## YOUR OBJECTIVE
What lines in the records include the string "PathKind"? Return each one.

── DATASET RECORDS

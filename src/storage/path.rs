//! Root matching and object path helpers / 路径工具
//!
//! Relative paths handled here are what drivers receive: the object name with
//! its mount root removed, e.g. `bucket/dir/key` for `s3://bucket/dir/key`.
//! The first segment of a relative path is the *locator* (bucket, container,
//! host, ...).

use std::fmt;

use once_cell::sync::Lazy;
use regex::Regex;

use crate::error::{Error, Result};

static SCHEME: Lazy<Regex> = Lazy::new(|| {
    Regex::new(r"^([A-Za-z][A-Za-z0-9+.\-]*)://").expect("scheme regex is valid")
});

/// Mount root: literal prefix or pattern anchored at the start of the path / 挂载根
#[derive(Debug, Clone)]
pub enum Root {
    Prefix(String),
    Pattern(Regex),
}

impl Root {
    pub fn prefix(prefix: impl Into<String>) -> Self {
        Root::Prefix(prefix.into())
    }

    pub fn pattern(pattern: &str) -> Result<Self> {
        Regex::new(pattern)
            .map(Root::Pattern)
            .map_err(|e| Error::Config(format!("invalid root pattern {:?}: {}", pattern, e)))
    }

    /// Comparable form used for ordering and equality
    pub fn as_str(&self) -> &str {
        match self {
            Root::Prefix(prefix) => prefix,
            Root::Pattern(regex) => regex.as_str(),
        }
    }

    pub fn matches(&self, path: &str) -> bool {
        self.strip(path).is_some()
    }

    /// Remainder of `path` after the root, if the root applies
    pub fn strip<'a>(&self, path: &'a str) -> Option<&'a str> {
        match self {
            Root::Prefix(prefix) => path.strip_prefix(prefix.as_str()),
            Root::Pattern(regex) => regex
                .find(path)
                .filter(|m| m.start() == 0)
                .map(|m| &path[m.end()..]),
        }
    }

    /// Path relative to this root. `/` is stripped only at the start since a
    /// trailing `/` marks directories on most providers.
    pub fn relpath(&self, path: &str) -> String {
        self.strip(path).unwrap_or(path).trim_start_matches('/').to_string()
    }
}

impl PartialEq for Root {
    fn eq(&self, other: &Self) -> bool {
        matches!(
            (self, other),
            (Root::Prefix(_), Root::Prefix(_)) | (Root::Pattern(_), Root::Pattern(_))
        ) && self.as_str() == other.as_str()
    }
}

impl Eq for Root {}

impl fmt::Display for Root {
    fn fmt(&self, f: &mut fmt::Formatter<'_>) -> fmt::Result {
        f.write_str(self.as_str())
    }
}

/// Where a path lives / 路径分类
#[derive(Debug, Clone, PartialEq, Eq)]
pub enum PathKind {
    Local,
    Remote { provider: String },
}

/// Classify a path without touching any registry state.
///
/// Anything carrying a `scheme://` prefix is remote; the provider is the
/// lowercased scheme, with `https` served by the `http` provider.
pub fn classify_path(path: &str) -> PathKind {
    match infer_provider(path) {
        Some(provider) => PathKind::Remote { provider },
        None => PathKind::Local,
    }
}

pub fn infer_provider(path: &str) -> Option<String> {
    let scheme = SCHEME.captures(path)?.get(1)?.as_str().to_lowercase();
    if scheme == "https" {
        Some("http".to_string())
    } else {
        Some(scheme)
    }
}

/// True if the relative path designates a locator (bucket, container, ...)
pub fn is_locator(relative: &str) -> bool {
    !relative.is_empty() && !relative.trim_end_matches('/').contains('/')
}

/// Split a relative path into `(locator, key)`
pub fn split_locator(relative: &str) -> (&str, &str) {
    match relative.split_once('/') {
        Some((locator, key)) => (locator, key),
        None => (relative, ""),
    }
}

/// Directory form of a relative path: locators lose their trailing `/`,
/// other non-empty paths gain one.
pub fn ensure_dir_path(relative: &str) -> String {
    if is_locator(relative) {
        relative.trim_end_matches('/').to_string()
    } else if relative.is_empty() {
        String::new()
    } else {
        format!("{}/", relative.trim_end_matches('/'))
    }
}

/// Last path segment, ignoring a trailing `/`
pub fn basename(path: &str) -> &str {
    path.trim_end_matches('/').rsplit('/').next().unwrap_or("")
}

────

## RESPONSE BOX
pub enum PathKind {
pub fn classify_path(path: &str) -> PathKind {
        Some(provider) => PathKind::Remote { provider },
        None => PathKind::Local,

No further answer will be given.